# [RECORDS SHOWN]
__________________________________________________

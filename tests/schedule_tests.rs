use chrono::Weekday;
use routesmith::{
    Error,
    schedule::{
        ExpandedStopTime, FrequencySpec, StopTimeBaseline, WEEKDAYS, expand, repetitions,
    },
    shared::{Duration, Time},
};

fn baseline() -> Vec<StopTimeBaseline> {
    vec![
        StopTimeBaseline::from_hm("S1", "Central Station", "08:00", "08:02").unwrap(),
        StopTimeBaseline::from_hm("S2", "Lambton Quay", "08:10", "08:10").unwrap(),
    ]
}

fn monday(expanded: &[ExpandedStopTime], stop_id: &str) -> Vec<(String, String)> {
    expanded
        .iter()
        .filter(|stop_time| stop_time.weekday == Weekday::Mon && &*stop_time.stop_id == stop_id)
        .map(|stop_time| {
            (
                stop_time.arrival_time.to_string(),
                stop_time.departure_time.to_string(),
            )
        })
        .collect()
}

#[test]
fn half_hourly_monday() {
    let baseline = vec![StopTimeBaseline::from_hm("S1", "Central", "08:00", "08:02").unwrap()];
    let frequency = FrequencySpec::uniform(60).with(Weekday::Mon, 30);
    let expanded = expand(&baseline, &frequency).unwrap();

    let instances = monday(&expanded, "S1");
    assert_eq!(instances.len(), 32);
    assert_eq!(instances[0], ("08:00".to_string(), "08:02".to_string()));
    assert_eq!(instances[1], ("08:30".to_string(), "08:32".to_string()));
    assert_eq!(
        instances.last().unwrap(),
        &("23:30".to_string(), "23:32".to_string())
    );
}

#[test]
fn counts_follow_ceiling_formula() {
    let frequency = FrequencySpec {
        monday: 30,
        tuesday: 45,
        wednesday: 7,
        thursday: 60,
        friday: 1,
        saturday: 120,
        sunday: 1439,
    };
    let baseline = baseline();
    let expanded = expand(&baseline, &frequency).unwrap();
    for stop in &baseline {
        for weekday in WEEKDAYS {
            let interval = frequency.get(weekday);
            let count = expanded
                .iter()
                .filter(|stop_time| {
                    stop_time.stop_id == stop.stop_id && stop_time.weekday == weekday
                })
                .count() as i64;
            let expected = (1440 - stop.arrival.as_minutes() as i64 + interval - 1) / interval;
            assert_eq!(count, expected, "{} on {weekday}", stop.stop_id);
            assert_eq!(
                count as u32,
                repetitions(stop.arrival, Duration::from_minutes(interval as u32))
            );
        }
    }
}

#[test]
fn dwell_is_preserved() {
    let baseline = vec![
        StopTimeBaseline::from_hm("S1", "A", "08:00", "08:02").unwrap(),
        StopTimeBaseline::from_hm("S2", "B", "23:50", "23:59").unwrap(),
    ];
    let expanded = expand(&baseline, &FrequencySpec::uniform(13)).unwrap();
    for stop_time in &expanded {
        let dwell = stop_time.departure_time - stop_time.arrival_time;
        let expected = if &*stop_time.stop_id == "S1" { 2 } else { 9 };
        assert_eq!(dwell.as_minutes(), expected);
        assert!(stop_time.arrival_time.is_within_day());
    }
}

#[test]
fn departure_may_run_past_midnight() {
    let baseline = vec![StopTimeBaseline::from_hm("S1", "A", "23:55", "23:58").unwrap()];
    let expanded = expand(&baseline, &FrequencySpec::uniform(2)).unwrap();
    let monday = monday(&expanded, "S1");
    assert_eq!(
        monday,
        vec![
            ("23:55".to_string(), "23:58".to_string()),
            ("23:57".to_string(), "24:00".to_string()),
            ("23:59".to_string(), "24:02".to_string()),
        ]
    );
}

#[test]
fn output_is_grouped_by_stop_then_weekday_then_time() {
    let baseline = baseline();
    let expanded = expand(&baseline, &FrequencySpec::uniform(240)).unwrap();

    let stop_order: Vec<&str> = expanded
        .iter()
        .map(|stop_time| &*stop_time.stop_id)
        .collect::<Vec<_>>()
        .chunk_by(|a, b| a == b)
        .map(|chunk| chunk[0])
        .collect();
    assert_eq!(stop_order, vec!["S1", "S2"]);

    for window in expanded.windows(2) {
        let (a, b) = (&window[0], &window[1]);
        if a.stop_id != b.stop_id {
            continue;
        }
        let day_a = a.weekday.num_days_from_monday();
        let day_b = b.weekday.num_days_from_monday();
        assert!(day_a <= day_b);
        if day_a == day_b {
            assert!(a.arrival_time < b.arrival_time);
        }
    }
}

#[test]
fn each_day_restarts_from_baseline() {
    let baseline = vec![StopTimeBaseline::from_hm("S1", "A", "05:00", "05:00").unwrap()];
    let expanded = expand(&baseline, &FrequencySpec::uniform(37)).unwrap();
    for weekday in WEEKDAYS {
        let first = expanded
            .iter()
            .find(|stop_time| stop_time.weekday == weekday)
            .unwrap();
        assert_eq!(first.arrival_time, Time::from_minutes(300));
    }
}

#[test]
fn expansion_is_deterministic() {
    let baseline = baseline();
    let frequency = FrequencySpec::uniform(17).with(Weekday::Sun, 90);
    assert_eq!(
        expand(&baseline, &frequency).unwrap(),
        expand(&baseline, &frequency).unwrap()
    );
}

#[test]
fn negative_frequency_is_rejected() {
    let frequency = FrequencySpec::uniform(15).with(Weekday::Sat, -5);
    assert_eq!(
        expand(&baseline(), &frequency),
        Err(Error::NonPositiveFrequency {
            weekday: Weekday::Sat,
            minutes: -5
        })
    );
}

#[test]
fn baseline_outside_day_is_rejected() {
    let result = StopTimeBaseline::new(
        "S1",
        "A",
        Time::from_minutes(1440),
        Time::from_minutes(1441),
    );
    assert!(matches!(result, Err(Error::InvalidStopTime { .. })));
    assert_eq!(
        StopTimeBaseline::from_hm("S1", "A", "8:xx", "09:00"),
        Err(Error::MalformedTime("8:xx".to_string()))
    );
}

#[test]
fn empty_baseline_expands_to_nothing() {
    assert!(expand(&[], &FrequencySpec::uniform(5)).unwrap().is_empty());
}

__________________________________________________

# [EXERCISE DESCRIPTION]
Each entry must appear in the reply exactly as written.

# [ANSWER BELOW]
filename tests/schedule_tests.rs
use chrono::Weekday;
use routesmith::{
    Error,
    schedule::{
        ExpandedStopTime, FrequencySpec, StopTimeBaseline, WEEKDAYS, expand, repetitions,
    },
    shared::{Duration, Time},
};

fn baseline() -> Vec<StopTimeBaseline> {
    vec![
        StopTimeBaseline::from_hm("S1", "Central Station", "08:00", "08:02").unwrap(),
        StopTimeBaseline::from_hm("S2", "Lambton Quay", "08:10", "08:10").unwrap(),
    ]
}

fn monday(expanded: &[ExpandedStopTime], stop_id: &str) -> Vec<(String, String)> {
    expanded
        .iter()
        .filter(|stop_time| stop_time.weekday == Weekday::Mon && &*stop_time.stop_id == stop_id)
        .map(|stop_time| {
            (
                stop_time.arrival_time.to_string(),
                stop_time.departure_time.to_string(),
            )
        })
        .collect()
}

#[test]
fn half_hourly_monday() {
    let baseline = vec![StopTimeBaseline::from_hm("S1", "Central", "08:00", "08:02").unwrap()];
    let frequency = FrequencySpec::uniform(60).with(Weekday::Mon, 30);
    let expanded = expand(&baseline, &frequency).unwrap();

    let instances = monday(&expanded, "S1");
    assert_eq!(instances.len(), 32);
    assert_eq!(instances[0], ("08:00".to_string(), "08:02".to_string()));
    assert_eq!(instances[1], ("08:30".to_string(), "08:32".to_string()));
    assert_eq!(
        instances.last().unwrap(),
        &("23:30".to_string(), "23:32".to_string())
    );
}

#[test]
fn counts_follow_ceiling_formula() {
    let frequency = FrequencySpec {
        monday: 30,
        tuesday: 45,
        wednesday: 7,
        thursday: 60,
        friday: 1,
        saturday: 120,
        sunday: 1439,
    };
    let baseline = baseline();
    let expanded = expand(&baseline, &frequency).unwrap();
    for stop in &baseline {
        for weekday in WEEKDAYS {
            let interval = frequency.get(weekday);
            let count = expanded
                .iter()
                .filter(|stop_time| {
                    stop_time.stop_id == stop.stop_id && stop_time.weekday == weekday
                })
                .count() as i64;
            let expected = (1440 - stop.arrival.as_minutes() as i64 + interval - 1) / interval;
            assert_eq!(count, expected, "{} on {weekday}", stop.stop_id);
            assert_eq!(
                count as u32,
                repetitions(stop.arrival, Duration::from_minutes(interval as u32))
            );
        }
    }
}

#[test]
fn dwell_is_preserved() {
    let baseline = vec![
        StopTimeBaseline::from_hm("S1", "A", "08:00", "08:02").unwrap(),
        StopTimeBaseline::from_hm("S2", "B", "23:50", "23:59").unwrap(),
    ];
    let expanded = expand(&baseline, &FrequencySpec::uniform(13)).unwrap();
    for stop_time in &expanded {
        let dwell = stop_time.departure_time - stop_time.arrival_time;
        let expected = if &*stop_time.stop_id == "S1" { 2 } else { 9 };
        assert_eq!(dwell.as_minutes(), expected);
        assert!(stop_time.arrival_time.is_within_day());
    }
}

#[test]
fn departure_may_run_past_midnight() {
    let baseline = vec![StopTimeBaseline::from_hm("S1", "A", "23:55", "23:58").unwrap()];
    let expanded = expand(&baseline, &FrequencySpec::uniform(2)).unwrap();
    let monday = monday(&expanded, "S1");
    assert_eq!(
        monday,
        vec![
            ("23:55".to_string(), "23:58".to_string()),
            ("23:57".to_string(), "24:00".to_string()),
            ("23:59".to_string(), "24:02".to_string()),
        ]
    );
}

#[test]
fn output_is_grouped_by_stop_then_weekday_then_time() {
    let baseline = baseline();
    let expanded = expand(&baseline, &FrequencySpec::uniform(240)).unwrap();

    let stop_order: Vec<&str> = expanded
        .iter()
        .map(|stop_time| &*stop_time.stop_id)
        .collect::<Vec<_>>()
        .chunk_by(|a, b| a == b)
        .map(|chunk| chunk[0])
        .collect();
    assert_eq!(stop_order, vec!["S1", "S2"]);

    for window in expanded.windows(2) {
        let (a, b) = (&window[0], &window[1]);
        if a.stop_id != b.stop_id {
            continue;
        }
        let day_a = a.weekday.num_days_from_monday();
        let day_b = b.weekday.num_days_from_monday();
        assert!(day_a <= day_b);
        if day_a == day_b {
            assert!(a.arrival_time < b.arrival_time);
        }
    }
}

#[test]
fn each_day_restarts_from_baseline() {
    let baseline = vec![StopTimeBaseline::from_hm("S1", "A", "05:00", "05:00").unwrap()];
    let expanded = expand(&baseline, &FrequencySpec::uniform(37)).unwrap();
    for weekday in WEEKDAYS {
        let first = expanded
            .iter()
            .find(|stop_time| stop_time.weekday == weekday)
            .unwrap();
        assert_eq!(first.arrival_time, Time::from_minutes(300));
    }
}

#[test]
fn expansion_is_deterministic() {
    let baseline = baseline();
    let frequency = FrequencySpec::uniform(17).with(Weekday::Sun, 90);
    assert_eq!(
        expand(&baseline, &frequency).unwrap(),
        expand(&baseline, &frequency).unwrap()
    );
}

#[test]
fn negative_frequency_is_rejected() {
    let frequency = FrequencySpec::uniform(15).with(Weekday::Sat, -5);
    assert_eq!(
        expand(&baseline(), &frequency),
        Err(Error::NonPositiveFrequency {
            weekday: Weekday::Sat,
            minutes: -5
        })
    );
}

#[test]
fn baseline_outside_day_is_rejected() {
    let result = StopTimeBaseline::new(
        "S1",
        "A",
        Time::from_minutes(1440),
        Time::from_minutes(1441),
    );
    assert!(matches!(result, Err(Error::InvalidStopTime { .. })));
    assert_eq!(
        StopTimeBaseline::from_hm("S1", "A", "8:xx", "09:00"),
        Err(Error::MalformedTime("8:xx".to_string()))
    );
}

#[test]
fn empty_baseline_expands_to_nothing() {
    assert!(expand(&[], &FrequencySpec::uniform(5)).unwrap().is_empty());
}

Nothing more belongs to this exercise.